Data Start Marker
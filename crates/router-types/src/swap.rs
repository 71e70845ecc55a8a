//! Swap execution inputs and outcomes.

use alloy_primitives::U256;
use serde::{Deserialize, Serialize};
use std::fmt;

use crate::Asset;

/// Basis points in 100%.
pub const BIPS_DENOMINATOR: u32 = 10_000;

/// Largest referral fee accepted, in basis points.
pub const MAX_REFERRAL_FEE_BIPS: u32 = BIPS_DENOMINATOR;

/// Ledger account identifier (user, router escrow, or a source's account).
#[derive(Debug, Clone, PartialEq, Eq, Hash, PartialOrd, Ord, Serialize, Deserialize)]
#[serde(transparent)]
pub struct AccountId(pub String);

impl AccountId {
	pub fn new(id: impl Into<String>) -> Self {
		Self(id.into())
	}

	pub fn as_str(&self) -> &str {
		&self.0
	}
}

impl fmt::Display for AccountId {
	fn fmt(&self, f: &mut fmt::Formatter<'_>) -> fmt::Result {
		f.write_str(&self.0)
	}
}

impl From<&str> for AccountId {
	fn from(id: &str) -> Self {
		Self(id.to_string())
	}
}

/// Computes `amount * numerator / denominator` without overflowing the
/// intermediate product, as long as `numerator <= denominator`.
pub fn mul_div_floor(amount: U256, numerator: u64, denominator: u64) -> U256 {
	let num = U256::from(numerator);
	let den = U256::from(denominator);
	let whole = amount / den;
	let rem = amount % den;
	whole * num + rem * num / den
}

/// Referral fee taken from the gross output.
#[derive(Debug, Clone, PartialEq, Eq, Serialize, Deserialize)]
pub struct Referral {
	pub recipient: AccountId,
	pub fee_bips: u32,
}

impl Referral {
	pub fn new(recipient: impl Into<String>, fee_bips: u32) -> Self {
		Self {
			recipient: AccountId::new(recipient),
			fee_bips,
		}
	}

	/// No referral: empty recipient, zero fee.
	pub fn none() -> Self {
		Self::new("", 0)
	}

	/// Whether the fee is at most 100%.
	pub fn is_valid(&self) -> bool {
		self.fee_bips <= MAX_REFERRAL_FEE_BIPS
	}

	/// Fee owed on `gross`, truncated toward zero.
	pub fn fee_on(&self, gross: U256) -> U256 {
		mul_div_floor(gross, self.fee_bips as u64, BIPS_DENOMINATOR as u64)
	}
}

/// Everything the caller supplies to execute one swap.
#[derive(Debug, Clone, PartialEq, Eq, Serialize, Deserialize)]
pub struct SwapInput {
	pub from: Asset,
	pub dest: Asset,
	pub amount: U256,
	/// Slippage guard on the post-fee return.
	pub min_return: U256,
	pub referral: Referral,
	/// Account the input is pulled from.
	pub payer: AccountId,
	/// Account the post-fee return is delivered to.
	pub recipient: AccountId,
}

/// Result of a completed swap.
#[derive(Debug, Clone, PartialEq, Eq, Serialize, Deserialize)]
pub struct ExecutionOutcome {
	pub execution_id: String,
	/// Sum of all source outputs.
	pub gross_return: U256,
	pub referral_fee: U256,
	/// What the recipient received.
	pub actual_return: U256,
}
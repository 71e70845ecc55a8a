//! Router engine: quoting, execution and the builder that wires them from
//! configuration.

use router_config::Config;
use router_optimizer::DistributionOptimizer;
use router_settlement::{SettlementError, SettlementInterface};
use router_sources::{SourceError, SourceInterface, SourceRegistry};
use router_storage::{StorageError, StorageInterface, StorageService};
use router_types::{
	AccountId, Asset, Distribution, EventBus, ExecutionOutcome, PathReturn, QuoteResult, SourceId,
	SwapInput, SwapPath, SwapQuery, SwapReturn, U256,
};
use std::collections::HashMap;
use std::sync::Arc;
use tracing::info;

pub mod aggregator;
pub mod coordinator;
pub mod error;
pub mod journal;

pub use aggregator::QuoteAggregator;
pub use coordinator::{source_account, split_amount, ExecutionCoordinator};
pub use error::RouterError;
pub use journal::{ExecutionRecord, ExecutionStatus, Journal, JournalStep};

pub struct RouterEngine {
	config: Config,
	registry: Arc<SourceRegistry>,
	aggregator: QuoteAggregator,
	coordinator: ExecutionCoordinator,
	settlement: Arc<dyn SettlementInterface>,
	event_bus: EventBus,
}

impl RouterEngine {
	pub fn config(&self) -> &Config {
		&self.config
	}

	pub fn event_bus(&self) -> &EventBus {
		&self.event_bus
	}

	pub fn registry(&self) -> &Arc<SourceRegistry> {
		&self.registry
	}

	pub fn settlement(&self) -> &Arc<dyn SettlementInterface> {
		&self.settlement
	}

	pub fn journal(&self) -> &Journal {
		self.coordinator.journal()
	}

	fn parts_or_default(&self, parts: Option<u64>) -> u64 {
		parts.unwrap_or(self.config.router.default_parts)
	}

	/// Best split of one amount for one hop.
	pub async fn get_expected_return(
		&self,
		from: Asset,
		amount: U256,
		query: &SwapQuery,
		parts: Option<u64>,
	) -> Result<QuoteResult, RouterError> {
		let parts = self.parts_or_default(parts);
		Ok(self
			.aggregator
			.optimizer()
			.quote(from, amount, query, parts)
			.await?)
	}

	pub async fn get_swap_return(
		&self,
		from: Asset,
		amounts: &[U256],
		query: &SwapQuery,
		parts: Option<u64>,
	) -> Result<SwapReturn, RouterError> {
		self.aggregator
			.get_swap_return(from, amounts, query, self.parts_or_default(parts))
			.await
	}

	pub async fn get_path_return(
		&self,
		from: Asset,
		amounts: &[U256],
		path: &SwapPath,
		parts: Option<u64>,
	) -> Result<PathReturn, RouterError> {
		self.aggregator
			.get_path_return(from, amounts, path, self.parts_or_default(parts))
			.await
	}

	pub async fn get_multi_path_return(
		&self,
		from: Asset,
		amounts: &[U256],
		paths: &[SwapPath],
		parts: Option<u64>,
	) -> Result<Vec<PathReturn>, RouterError> {
		self.aggregator
			.get_multi_path_return(from, amounts, paths, self.parts_or_default(parts))
			.await
	}

	/// Executes a distribution chosen earlier, possibly by someone else.
	pub async fn make_swap(
		&self,
		input: SwapInput,
		query: &SwapQuery,
		distribution: &Distribution,
	) -> Result<ExecutionOutcome, RouterError> {
		self.coordinator.make_swap(input, query, distribution).await
	}

	/// Quotes `input.amount` and executes the resulting split.
	pub async fn swap(
		&self,
		input: SwapInput,
		query: &SwapQuery,
		parts: Option<u64>,
	) -> Result<ExecutionOutcome, RouterError> {
		let quote = self
			.get_expected_return(input.from, input.amount, query, parts)
			.await?;
		if !input.amount.is_zero() && quote.distribution.is_zero() {
			return Err(RouterError::InvalidRequest(format!(
				"no enabled source can convert {} -> {}",
				input.from, input.dest
			)));
		}
		let distribution = if input.amount.is_zero() {
			first_supported(&self.registry, input.from, query)?
		} else {
			quote.distribution
		};
		self.make_swap(input, query, &distribution).await
	}

	/// Executions an operator still has to look at.
	pub async fn unresolved_executions(&self) -> Result<Vec<ExecutionRecord>, RouterError> {
		Ok(self.journal().unresolved().await?)
	}
}

/// Single-part distribution on the first active source, used for zero
/// amounts where every split is equally good.
fn first_supported(
	registry: &SourceRegistry,
	from: Asset,
	query: &SwapQuery,
) -> Result<Distribution, RouterError> {
	let active = registry.active_for(from, query)?;
	let first = active.first().ok_or_else(|| {
		RouterError::InvalidRequest(format!("no enabled source for {} -> {}", from, query.dest))
	})?;
	let mut weights = vec![0; registry.len()];
	weights[first.index()] = 1;
	Ok(Distribution(weights))
}

// Type aliases for factory functions
type SourceFactory =
	Box<dyn Fn(&toml::Value) -> Result<Box<dyn SourceInterface>, SourceError> + Send>;
type StorageFactory =
	Box<dyn Fn(&toml::Value) -> Result<Box<dyn StorageInterface>, StorageError> + Send>;
type SettlementFactory =
	Box<dyn Fn(&toml::Value) -> Result<Box<dyn SettlementInterface>, SettlementError> + Send>;

/// Builds a [`RouterEngine`] from configuration and named factories.
pub struct RouterBuilder {
	config: Config,
	source_factories: HashMap<String, SourceFactory>,
	storage_factories: HashMap<String, StorageFactory>,
	settlement_factories: HashMap<String, SettlementFactory>,
	source_instances: HashMap<SourceId, Arc<dyn SourceInterface>>,
	settlement_instance: Option<Arc<dyn SettlementInterface>>,
}

impl RouterBuilder {
	pub fn new(config: Config) -> Self {
		Self {
			config,
			source_factories: HashMap::new(),
			storage_factories: HashMap::new(),
			settlement_factories: HashMap::new(),
			source_instances: HashMap::new(),
			settlement_instance: None,
		}
	}

	pub fn with_source_factory<F>(mut self, name: &str, factory: F) -> Self
	where
		F: Fn(&toml::Value) -> Result<Box<dyn SourceInterface>, SourceError> + Send + 'static,
	{
		self.source_factories
			.insert(name.to_string(), Box::new(factory));
		self
	}

	pub fn with_storage_factory<F>(mut self, name: &str, factory: F) -> Self
	where
		F: Fn(&toml::Value) -> Result<Box<dyn StorageInterface>, StorageError> + Send + 'static,
	{
		self.storage_factories
			.insert(name.to_string(), Box::new(factory));
		self
	}

	pub fn with_settlement_factory<F>(mut self, name: &str, factory: F) -> Self
	where
		F: Fn(&toml::Value) -> Result<Box<dyn SettlementInterface>, SettlementError>
			+ Send
			+ 'static,
	{
		self.settlement_factories
			.insert(name.to_string(), Box::new(factory));
		self
	}

	/// Registers a ready-made source at `id`, alongside the configured ones.
	pub fn with_source(mut self, id: SourceId, source: Arc<dyn SourceInterface>) -> Self {
		self.source_instances.insert(id, source);
		self
	}

	/// Uses `settlement` instead of building one from configuration.
	pub fn with_settlement_instance(mut self, settlement: Arc<dyn SettlementInterface>) -> Self {
		self.settlement_instance = Some(settlement);
		self
	}

	fn build_source(
		&self,
		entry: &router_config::SourceConfig,
	) -> Result<Arc<dyn SourceInterface>, RouterError> {
		let factory = self
			.source_factories
			.get(&entry.implementation)
			.ok_or_else(|| {
				RouterError::Configuration(format!(
					"No factory for source implementation '{}'",
					entry.implementation
				))
			})?;

		let mut config = entry.config.clone();
		if let Some(table) = config.as_table_mut() {
			table
				.entry("name")
				.or_insert_with(|| toml::Value::String(entry.name.clone()));
		}

		let source = factory(&config).map_err(|e| {
			RouterError::Configuration(format!("Source '{}': {}", entry.name, e))
		})?;
		source.config_schema().validate(&config).map_err(|e| {
			RouterError::Configuration(format!("Source '{}': {}", entry.name, e))
		})?;
		Ok(Arc::from(source))
	}

	pub fn build(self) -> Result<RouterEngine, RouterError> {
		// Sources
		let mut registry = SourceRegistry::new();
		for entry in &self.config.sources {
			let source = self.build_source(entry)?;
			registry.register(entry.source_id(), source)?;
		}
		for (id, source) in &self.source_instances {
			registry.register(*id, source.clone())?;
		}
		if registry.is_empty() {
			return Err(RouterError::Configuration("No sources configured".into()));
		}
		let registry = Arc::new(registry);

		// Journal storage
		let storage_factory = self
			.storage_factories
			.get(&self.config.storage.backend)
			.ok_or_else(|| {
				RouterError::Configuration(format!(
					"No factory for storage backend '{}'",
					self.config.storage.backend
				))
			})?;
		let storage = Arc::new(StorageService::new(storage_factory(
			&self.config.storage.config,
		)?));

		// Settlement
		let settlement = match &self.settlement_instance {
			Some(settlement) => settlement.clone(),
			None => {
				let factory = self
					.settlement_factories
					.get(&self.config.settlement.implementation)
					.ok_or_else(|| {
						RouterError::Configuration(format!(
							"No factory for settlement implementation '{}'",
							self.config.settlement.implementation
						))
					})?;
				Arc::from(factory(&self.config.settlement.config)?)
			}
		};

		let event_bus = EventBus::new(1000);
		let optimizer = Arc::new(DistributionOptimizer::new(
			registry.clone(),
			self.config.router.quote_timeout(),
		));
		let aggregator = QuoteAggregator::new(optimizer, event_bus.clone());
		let coordinator = ExecutionCoordinator::new(
			registry.clone(),
			settlement.clone(),
			Journal::new(storage),
			AccountId::new(self.config.router.escrow_account.clone()),
			event_bus.clone(),
		);

		info!(
			"Router '{}' built with {} source slot(s)",
			self.config.router.name,
			registry.len()
		);

		Ok(RouterEngine {
			config: self.config,
			registry,
			aggregator,
			coordinator,
			settlement,
			event_bus,
		})
	}
}

#[cfg(test)]
mod tests {
	use super::*;
	use router_config::ConfigLoader;
	use router_settlement::implementations::memory::{self as ledger, MemoryLedger};
	use router_sources::implementations::tabulated;
	use router_sources::mock::MockSource;
	use router_storage::implementations::memory as storage;
	use router_types::Referral;

	const CONFIG: &str = r#"
[router]
name = "test-router"
default_parts = 4

[settlement.config.balances.alice]
"0xEeeeeEeeeEeEeeEeEeEeeEEEeeeeEeeeeeeeEEeE" = 1000

[settlement.config.balances."source:0"]
"0x6B175474E89094C44Da98b954EedeAC495271d0F" = 1000000

[[sources]]
id = 0
name = "uniswap-v1"
implementation = "tabulated"
[sources.config]
gas = 60000
[[sources.config.pairs]]
from = "0xEeeeeEeeeEeEeeEeEeEeeEEEeeeeEeeeeeeeEEeE"
dest = "0x6B175474E89094C44Da98b954EedeAC495271d0F"
points = [[100, 200], [1000, 1500]]
"#;

	fn eth() -> Asset {
		Asset::NATIVE
	}

	fn dai() -> Asset {
		"0x6B175474E89094C44Da98b954EedeAC495271d0F"
			.parse()
			.unwrap()
	}

	fn config() -> Config {
		ConfigLoader::new()
			.with_env_prefix("ROUTER_CORE_TEST_")
			.load_str(CONFIG)
			.unwrap()
	}

	fn builder(config: Config) -> RouterBuilder {
		RouterBuilder::new(config)
			.with_source_factory("tabulated", tabulated::create_source)
			.with_storage_factory("memory", storage::create_storage)
			.with_settlement_factory("memory", ledger::create_settlement)
	}

	fn input(amount: u64, min_return: u64) -> SwapInput {
		SwapInput {
			from: eth(),
			dest: dai(),
			amount: U256::from(amount),
			min_return: U256::from(min_return),
			referral: Referral::none(),
			payer: AccountId::new("alice"),
			recipient: AccountId::new("bob"),
		}
	}

	#[tokio::test]
	async fn test_build_from_config_and_swap() {
		let engine = builder(config()).build().unwrap();
		assert_eq!(engine.registry().len(), 1);
		assert_eq!(
			engine.registry().get(SourceId(0)).unwrap().info().name,
			"uniswap-v1"
		);

		let query = SwapQuery::new(dai());
		let quote = engine
			.get_expected_return(eth(), U256::from(100), &query, None)
			.await
			.unwrap();
		assert_eq!(quote.return_amount, U256::from(200));
		assert_eq!(quote.distribution, Distribution(vec![4]));

		let outcome = engine.swap(input(100, 200), &query, None).await.unwrap();
		assert_eq!(outcome.actual_return, U256::from(200));
		assert_eq!(
			engine
				.settlement()
				.balance(dai(), &AccountId::new("bob"))
				.await
				.unwrap(),
			U256::from(200)
		);
		assert!(engine.unresolved_executions().await.unwrap().is_empty());
	}

	#[tokio::test]
	async fn test_missing_factories_are_configuration_errors() {
		let no_sources = RouterBuilder::new(config())
			.with_storage_factory("memory", storage::create_storage)
			.with_settlement_factory("memory", ledger::create_settlement)
			.build();
		assert!(matches!(no_sources, Err(RouterError::Configuration(_))));

		let no_storage = RouterBuilder::new(config())
			.with_source_factory("tabulated", tabulated::create_source)
			.with_settlement_factory("memory", ledger::create_settlement)
			.build();
		assert!(matches!(no_storage, Err(RouterError::Configuration(_))));
	}

	#[tokio::test]
	async fn test_duplicate_instance_id_rejected() {
		let duplicate = builder(config())
			.with_source(
				SourceId(0),
				Arc::new(MockSource::linear("dup", eth(), dai(), 1, 1)),
			)
			.build();
		assert!(matches!(duplicate, Err(RouterError::Configuration(_))));
	}

	#[tokio::test]
	async fn test_injected_instances() {
		let ledger = Arc::new(MemoryLedger::new());
		ledger.deposit(&AccountId::new("alice"), eth(), U256::from(10));
		ledger.deposit(&source_account(SourceId(2)), dai(), U256::from(100));

		let engine = builder(config())
			.with_source(
				SourceId(2),
				Arc::new(MockSource::linear("flat", eth(), dai(), 3, 0)),
			)
			.with_settlement_instance(ledger.clone())
			.build()
			.unwrap();
		assert_eq!(engine.registry().len(), 3);

		let outcome = engine
			.make_swap(input(10, 30), &SwapQuery::new(dai()), &Distribution(vec![0, 0, 1]))
			.await
			.unwrap();
		assert_eq!(outcome.actual_return, U256::from(30));
		assert_eq!(
			ledger.balance(dai(), &AccountId::new("bob")).await.unwrap(),
			U256::from(30)
		);
	}

	#[tokio::test]
	async fn test_swap_with_nothing_enabled() {
		let engine = builder(config()).build().unwrap();
		let query = SwapQuery::new(dai()).with_disabled([SourceId(0)]);
		let err = engine.swap(input(100, 0), &query, None).await.unwrap_err();
		assert!(err.is_caller_error());
	}

	#[tokio::test]
	async fn test_swap_skips_sources_that_cannot_quote() {
		let down = Arc::new(MockSource::linear("down", eth(), dai(), 5, 0).failing_quotes());
		let engine = builder(config())
			.with_source(SourceId(1), down.clone())
			.build()
			.unwrap();

		// Priced gas makes the working source net negative; the broken one
		// must still not be picked.
		let query = SwapQuery::new(dai()).with_gas_price(U256::from(1));
		let outcome = engine.swap(input(100, 200), &query, None).await.unwrap();
		assert_eq!(outcome.actual_return, U256::from(200));
		assert_eq!(down.execute_calls(), 0);
	}
}

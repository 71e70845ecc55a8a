//! All-or-nothing execution of a distribution.
//!
//! A swap is a saga over the settlement ledger and the selected sources:
//!
//! 1. pull the input from the payer into escrow;
//! 2. for each weighted source in id order, fund its account, execute, and
//!    collect the output back into escrow;
//! 3. pay the referral fee;
//! 4. check the post-fee return against `min_return`;
//! 5. deliver the return to the recipient.
//!
//! Every completed step is journaled. Any failure undoes the completed steps
//! in reverse order; if an undo fails the swap is reported as an
//! unrecoverable partial execution and the journal keeps what is left.

use router_optimizer::MAX_PARTS;
use router_settlement::{SettlementInterface, TransferReceipt};
use router_sources::SourceRegistry;
use router_types::{
	mul_div_floor, AccountId, Asset, Distribution, EventBus, ExecutionEvent, ExecutionOutcome,
	RouterEvent, SourceId, SwapInput, SwapQuery, MAX_REFERRAL_FEE_BIPS, U256,
};
use std::sync::Arc;
use tracing::{debug, error, info, warn};
use uuid::Uuid;

use crate::journal::{ExecutionRecord, ExecutionStatus, Journal, JournalStep};
use crate::RouterError;

/// How a journaled step is closed out.
#[derive(Clone, Copy)]
enum Closing {
	/// Undo it as part of a rollback.
	Compensate,
	/// Make it final after the swap completed.
	Settle,
}

pub struct ExecutionCoordinator {
	registry: Arc<SourceRegistry>,
	settlement: Arc<dyn SettlementInterface>,
	journal: Journal,
	escrow: AccountId,
	events: EventBus,
}

/// Ledger account holding a source's inventory.
pub fn source_account(id: SourceId) -> AccountId {
	AccountId::new(format!("source:{}", id.0))
}

/// Splits `amount` by `distribution`. Each weighted source gets
/// `amount * weight / parts`; the truncation remainder goes to the first
/// weighted source so the shares add up to `amount`.
pub fn split_amount(amount: U256, distribution: &Distribution) -> Vec<(SourceId, U256)> {
	let parts = distribution.parts();
	if parts == 0 {
		return Vec::new();
	}

	let mut shares: Vec<(SourceId, U256)> = distribution
		.selected()
		.map(|(id, weight)| (id, mul_div_floor(amount, weight, parts)))
		.collect();
	let assigned = shares
		.iter()
		.fold(U256::ZERO, |acc, (_, share)| acc + *share);
	if let Some((_, first)) = shares.first_mut() {
		*first += amount - assigned;
	}
	shares
}

impl ExecutionCoordinator {
	pub fn new(
		registry: Arc<SourceRegistry>,
		settlement: Arc<dyn SettlementInterface>,
		journal: Journal,
		escrow: AccountId,
		events: EventBus,
	) -> Self {
		Self {
			registry,
			settlement,
			journal,
			escrow,
			events,
		}
	}

	pub fn journal(&self) -> &Journal {
		&self.journal
	}

	/// Rejects malformed requests before anything is touched.
	fn validate(
		&self,
		input: &SwapInput,
		query: &SwapQuery,
		distribution: &Distribution,
	) -> Result<(), RouterError> {
		if !input.referral.is_valid() {
			return Err(RouterError::ReferralFeeOverflow {
				fee_bips: input.referral.fee_bips,
				max: MAX_REFERRAL_FEE_BIPS,
			});
		}
		if query.dest != input.dest {
			return Err(RouterError::InvalidRequest(format!(
				"query converts into {} but the swap wants {}",
				query.dest, input.dest
			)));
		}
		if distribution.len() != self.registry.len() {
			return Err(RouterError::InvalidDistribution(format!(
				"expected {} weights, got {}",
				self.registry.len(),
				distribution.len()
			)));
		}
		if distribution.is_zero() {
			return Err(RouterError::InvalidDistribution("all weights are zero".into()));
		}
		match distribution.checked_parts() {
			Some(parts) if parts <= MAX_PARTS => {}
			_ => {
				return Err(RouterError::InvalidDistribution(format!(
					"weights must add up to at most {} parts",
					MAX_PARTS
				)))
			}
		}

		for (id, _) in distribution.selected() {
			let source = self.registry.get(id).ok_or_else(|| {
				RouterError::InvalidDistribution(format!("no source registered at {}", id))
			})?;
			if !source.supports_pair(input.from, input.dest) {
				return Err(RouterError::UnsupportedAsset {
					from: input.from,
					dest: input.dest,
				});
			}
			if !query.allows(id) {
				return Err(RouterError::InvalidDistribution(format!(
					"source {} is disabled by the query",
					id
				)));
			}
		}
		Ok(())
	}

	/// Executes `distribution` for `input`, or leaves every balance and
	/// source as it found them.
	pub async fn make_swap(
		&self,
		input: SwapInput,
		query: &SwapQuery,
		distribution: &Distribution,
	) -> Result<ExecutionOutcome, RouterError> {
		self.validate(&input, query, distribution)?;

		let mut record = ExecutionRecord::new(
			Uuid::new_v4().to_string(),
			input.clone(),
			distribution.clone(),
		);
		self.journal.save(&record).await?;
		info!(
			"Execution {}: {} {} -> {} over {:?}",
			record.id, input.amount, input.from, input.dest, distribution.0
		);

		match self.run(&input, distribution, &mut record).await {
			Ok(outcome) => {
				record.status = ExecutionStatus::Completed;
				if let Err(e) = self.journal.save(&record).await {
					warn!("Execution {} completed but journal update failed: {}", record.id, e);
				}
				self.settle(&record).await;
				info!(
					"Execution {} delivered {} (gross {}, referral {})",
					record.id, outcome.actual_return, outcome.gross_return, outcome.referral_fee
				);
				self.events
					.publish(RouterEvent::Execution(ExecutionEvent::SwapExecuted {
						execution_id: record.id.clone(),
						actual_return: outcome.actual_return,
					}));
				Ok(outcome)
			}
			Err(cause) => Err(self.rollback(&mut record, cause).await),
		}
	}

	async fn step(
		&self,
		record: &mut ExecutionRecord,
		step: JournalStep,
	) -> Result<(), RouterError> {
		debug!("Execution {}: {:?}", record.id, step);
		record.steps.push(step);
		self.journal.save(record).await?;
		Ok(())
	}

	async fn transfer(
		&self,
		asset: Asset,
		from: &AccountId,
		to: &AccountId,
		amount: U256,
	) -> Result<TransferReceipt, RouterError> {
		Ok(self.settlement.transfer(asset, from, to, amount).await?)
	}

	async fn run(
		&self,
		input: &SwapInput,
		distribution: &Distribution,
		record: &mut ExecutionRecord,
	) -> Result<ExecutionOutcome, RouterError> {
		if !input.amount.is_zero() {
			let receipt = self
				.transfer(input.from, &input.payer, &self.escrow, input.amount)
				.await?;
			self.step(record, JournalStep::InputPulled { receipt }).await?;
		}

		let mut gross = U256::ZERO;
		for (id, share) in split_amount(input.amount, distribution) {
			if share.is_zero() {
				continue;
			}
			let source = self.registry.get(id).ok_or_else(|| {
				RouterError::InvalidDistribution(format!("no source registered at {}", id))
			})?;
			let account = source_account(id);

			let receipt = self
				.transfer(input.from, &self.escrow, &account, share)
				.await?;
			self.step(record, JournalStep::SourceFunded { source: id, receipt })
				.await?;

			let execution = source
				.execute(input.from, input.dest, share)
				.await
				.map_err(|e| RouterError::SourceFailed {
					id,
					reason: e.to_string(),
				})?;
			let amount_out = execution.amount_out;
			self.step(
				record,
				JournalStep::SourceExecuted {
					source: id,
					execution,
				},
			)
			.await?;

			if !amount_out.is_zero() {
				let receipt = self
					.transfer(input.dest, &account, &self.escrow, amount_out)
					.await?;
				self.step(record, JournalStep::OutputCollected { source: id, receipt })
					.await?;
			}
			gross = gross.saturating_add(amount_out);
		}

		let referral_fee = input.referral.fee_on(gross);
		if !referral_fee.is_zero() {
			let receipt = self
				.transfer(input.dest, &self.escrow, &input.referral.recipient, referral_fee)
				.await?;
			self.step(record, JournalStep::ReferralPaid { receipt }).await?;
		}

		let actual_return = gross - referral_fee;
		if actual_return < input.min_return {
			return Err(RouterError::Slippage {
				expected_min: input.min_return,
				actual: actual_return,
			});
		}

		if !actual_return.is_zero() {
			let receipt = self
				.transfer(input.dest, &self.escrow, &input.recipient, actual_return)
				.await?;
			self.step(record, JournalStep::Delivered { receipt }).await?;
		}

		Ok(ExecutionOutcome {
			execution_id: record.id.clone(),
			gross_return: gross,
			referral_fee,
			actual_return,
		})
	}

	/// Releases the receipts and executions of a completed swap. They are
	/// final once the journal says so; a release failure is only logged.
	async fn settle(&self, record: &ExecutionRecord) {
		for step in &record.steps {
			if let Err(failure) = self.close_step(step, Closing::Settle).await {
				warn!("Execution {}: release failed: {}", record.id, failure);
			}
		}
	}

	async fn close_step(&self, step: &JournalStep, closing: Closing) -> Result<(), String> {
		match step {
			JournalStep::SourceExecuted { source, execution } => {
				let adapter = self
					.registry
					.get(*source)
					.ok_or_else(|| format!("source {} is no longer registered", source))?;
				let result = match closing {
					Closing::Compensate => adapter.compensate(execution).await,
					Closing::Settle => adapter.settle(execution).await,
				};
				result.map_err(|e| format!("source {}: {}", source, e))
			}
			JournalStep::InputPulled { receipt }
			| JournalStep::SourceFunded { receipt, .. }
			| JournalStep::OutputCollected { receipt, .. }
			| JournalStep::ReferralPaid { receipt }
			| JournalStep::Delivered { receipt } => {
				let result = match closing {
					Closing::Compensate => self.settlement.reverse(receipt).await,
					Closing::Settle => self.settlement.settle(receipt).await,
				};
				result.map_err(|e| format!("transfer {}: {}", receipt.id, e))
			}
		}
	}

	/// Undoes every journaled step, newest first, and returns the error the
	/// caller should see.
	async fn rollback(&self, record: &mut ExecutionRecord, cause: RouterError) -> RouterError {
		warn!("Execution {} failed, rolling back: {}", record.id, cause);

		let mut failures = Vec::new();
		for step in record.steps.iter().rev() {
			if let Err(failure) = self.close_step(step, Closing::Compensate).await {
				error!("Execution {}: compensation failed: {}", record.id, failure);
				failures.push(failure);
			}
		}

		record.failure = Some(cause.to_string());
		record.failed_compensations = failures.clone();
		record.status = if failures.is_empty() {
			ExecutionStatus::RolledBack
		} else {
			ExecutionStatus::RollbackFailed
		};
		if let Err(e) = self.journal.save(record).await {
			error!("Execution {}: journal update failed: {}", record.id, e);
		}

		if failures.is_empty() {
			info!("Execution {} rolled back", record.id);
			self.events
				.publish(RouterEvent::Execution(ExecutionEvent::SwapRolledBack {
					execution_id: record.id.clone(),
					reason: cause.to_string(),
				}));
			return cause;
		}

		error!(
			"Execution {} is partially applied; {} compensation(s) failed",
			record.id,
			failures.len()
		);
		self.events
			.publish(RouterEvent::Execution(ExecutionEvent::RollbackFailed {
				execution_id: record.id.clone(),
				reason: failures.join("; "),
			}));
		RouterError::UnrecoverablePartialExecution {
			execution_id: record.id.clone(),
			cause: cause.to_string(),
			failed_compensations: failures,
		}
	}
}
Data End Marker
Wherever a line in the records contains the word "payer", copy that line.

**Result of the exercise**
	pub payer: AccountId,
			payer: AccountId::new("alice"),
//! 1. pull the input from the payer into escrow;
				.transfer(input.from, &input.payer, &self.escrow, input.amount)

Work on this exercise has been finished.